Kellogg is focusing on regaining its momentum and “getting back on our front foot to return to sustainable growth,” John Bryant, Kellogg’s new president and chief executive, told SN.
To do so, it will continue to invest in innovation and brand building. “Kellogg is in great categories that are positioned for long-term growth,” he said. “To win in them, we need to play our game, including introducing exciting innovations driven by consumer insights.”
Kellogg is well positioned to tap into the major trends shaping the industry — specifically consumers’ increased focus on nutrition, said Bryant.
“Cereal is low-calorie and nutrient-dense, so our products play well with the health and wellness trend,” said Bryant.
A 13-year Kellogg veteran, Bryant succeeded David Mackay as president and CEO in January of this year. Along with serving as a member of Kellogg’s board of directors since July 2010, he has held several leadership roles, most recently as chief operating officer.
Bryant plans to continue driving Kellogg’s innovation strategy by using consumer-based insights.
For instance, in talking with consumers, Kellogg learned about the difficulties many adults and children with gluten sensitivity and celiac disease have finding foods they can enjoy.
That’s why it launched its first-ever gluten-free cereal: gluten-free Rice Krispies. The new cereal eliminates barley malt (the source of gluten in the original Rice Krispies cereal) and is made with whole grain brown rice to differentiate it from the original.
“Now, kids of all ages on gluten-free diets can enjoy the much-loved tradition of homemade Rice Krispies Treats,” Bryant said.
Kellogg plans to add more gluten-free products to the portfolio.
Such innovation comes at a time when the company is optimistic about its long-term growth potential and ability to weather inflationary pressures.
“While it varies year over year, we expect higher commodity costs over the long term with continued demand for grain worldwide,” Bryant noted.
While Kellogg and other cereal manufacturers have responded to this with higher pricing, Kellogg also addressed inflation through disciplined cost savings and productivity savings, said Bryant.

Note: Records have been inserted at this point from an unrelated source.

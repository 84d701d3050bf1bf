//! countrydb: command-line interface for countrydb-core
//!
//! Browse country details from the REST Countries service in the terminal.
//!
//! Usage examples
//! --------------
//!
//! - List every country, or every detail-view path
//!   $ countrydb countries
//!   $ countrydb paths
//!
//! - Show details for a country; bordering countries are printed as their
//!   names arrive
//!   $ countrydb country Austria
//!   $ countrydb --json country "United States"
//!
//! - Resolve border codes directly
//!   $ countrydb borders DEU CHE ITA
//!
//! Configuration
//! -------------
//!
//! `--base-url` / `--timeout` override `COUNTRYDB_BASE_URL` /
//! `COUNTRYDB_TIMEOUT_SECS`. Logs go to stderr; tune them with `RUST_LOG`
//! (e.g. `RUST_LOG=countrydb_core=debug`).
mod args;

use crate::args::{CliArgs, Commands};
use anyhow::{bail, Context};
use clap::Parser;
use countrydb_core::prelude::*;
use std::time::Duration;
use tracing_subscriber::{layer::SubscriberExt, util::SubscriberInitExt};

#[tokio::main(flavor = "current_thread")]
async fn main() -> anyhow::Result<()> {
    tracing_subscriber::registry()
        .with(
            tracing_subscriber::EnvFilter::try_from_default_env()
                .unwrap_or_else(|_| "countrydb=info,countrydb_core=info".into()),
        )
        .with(tracing_subscriber::fmt::layer().with_writer(std::io::stderr))
        .init();

    let args = CliArgs::parse();

    let mut config = ClientConfig::from_env();
    if let Some(url) = args.base_url {
        config = config.with_base_url(url);
    }
    if let Some(secs) = args.timeout {
        config = config.with_timeout(Duration::from_secs(secs));
    }
    let api = RestCountriesClient::new(config).context("invalid client configuration")?;
    let loader = CountryLoader::new(api.clone());

    match args.command {
        Commands::Countries => {
            let ids = loader.list_all_country_identifiers().await?;
            if args.json {
                println!("{}", serde_json::to_string_pretty(&ids)?);
            } else {
                for id in ids {
                    println!("{id}");
                }
            }
        }

        Commands::Paths => {
            let index = loader.build_index().await?;
            let paths: Vec<String> = index.paths().collect();
            if args.json {
                println!("{}", serde_json::to_string_pretty(&paths)?);
            } else {
                for p in paths {
                    println!("{p}");
                }
            }
        }

        Commands::Country { name, strict } => {
            let lookup = if strict {
                let index = loader.build_index().await?;
                loader.fetch_indexed(&index, &name).await
            } else {
                loader.fetch_country_by_identifier(&name).await
            };
            let Lookup::Found(record) = lookup else {
                bail!("No country found for: {name}");
            };

            let view = CountryView::from_record(&record);
            if !args.json {
                println!("{view}");
            }

            let names = stream_borders(api, &record.borders, !args.json).await;
            let view = view.with_borders(names);
            if args.json {
                println!("{}", serde_json::to_string_pretty(&view)?);
            } else if view.borders.is_empty() && !record.borders.is_empty() {
                println!("  ({})", countrydb_core::view::NO_BORDERS);
            }
        }

        Commands::Borders { codes } => {
            let names = resolve_borders(&api, &codes, |name| {
                if !args.json {
                    println!("{name}");
                }
            })
            .await;
            if args.json {
                println!("{}", serde_json::to_string_pretty(&names)?);
            }
        }
    }

    Ok(())
}

/// Run a [`BorderResolver`] over `codes`, printing each name (with its
/// navigation path) as soon as it is published.
async fn stream_borders(api: RestCountriesClient, codes: &[String], print: bool) -> Vec<String> {
    let mut resolver = BorderResolver::new(api);
    let mut updates = resolver.subscribe();
    let run = resolver.resolve(codes);

    let mut printed = 0;
    loop {
        let snapshot = updates.borrow_and_update().clone();
        if snapshot.run == run {
            if print {
                for name in &snapshot.names[printed..] {
                    println!("  - {name} ({})", countrydb_core::index::path_for(name));
                }
            }
            printed = snapshot.names.len();
            if snapshot.is_finished() {
                if snapshot.failed() > 0 {
                    tracing::info!(failed = snapshot.failed(), "some border countries could not be resolved");
                }
                return snapshot.names;
            }
        }
        if updates.changed().await.is_err() {
            return resolver.names();
        }
    }
}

Strong innovation is a key driver of Kellogg’s business. The company plans to launch about $800 million worth of new products in 2011, up from about $600 million in 2009 and 2010.
In the snack business, Kellogg has seen early success of Special K cracker chips. And in frozen, Eggo launched Thick and Fluffy waffles, “which in my opinion are the best waffles we’ve ever made,” said Bryant.
Kellogg also brought Crunchy Nut cereal from the U.K. to the U.S., “where it was immediately embraced by consumers.”
Meanwhile, the company has adapted to the dramatically changed marketing environment by surrounding consumers with multiple touch points that extend beyond TV and print. These include digital, social, mobile and in-store.
“We’ve found that digital media, in particular, is an important tool for increasing the efficiency of our ad spend,” he said.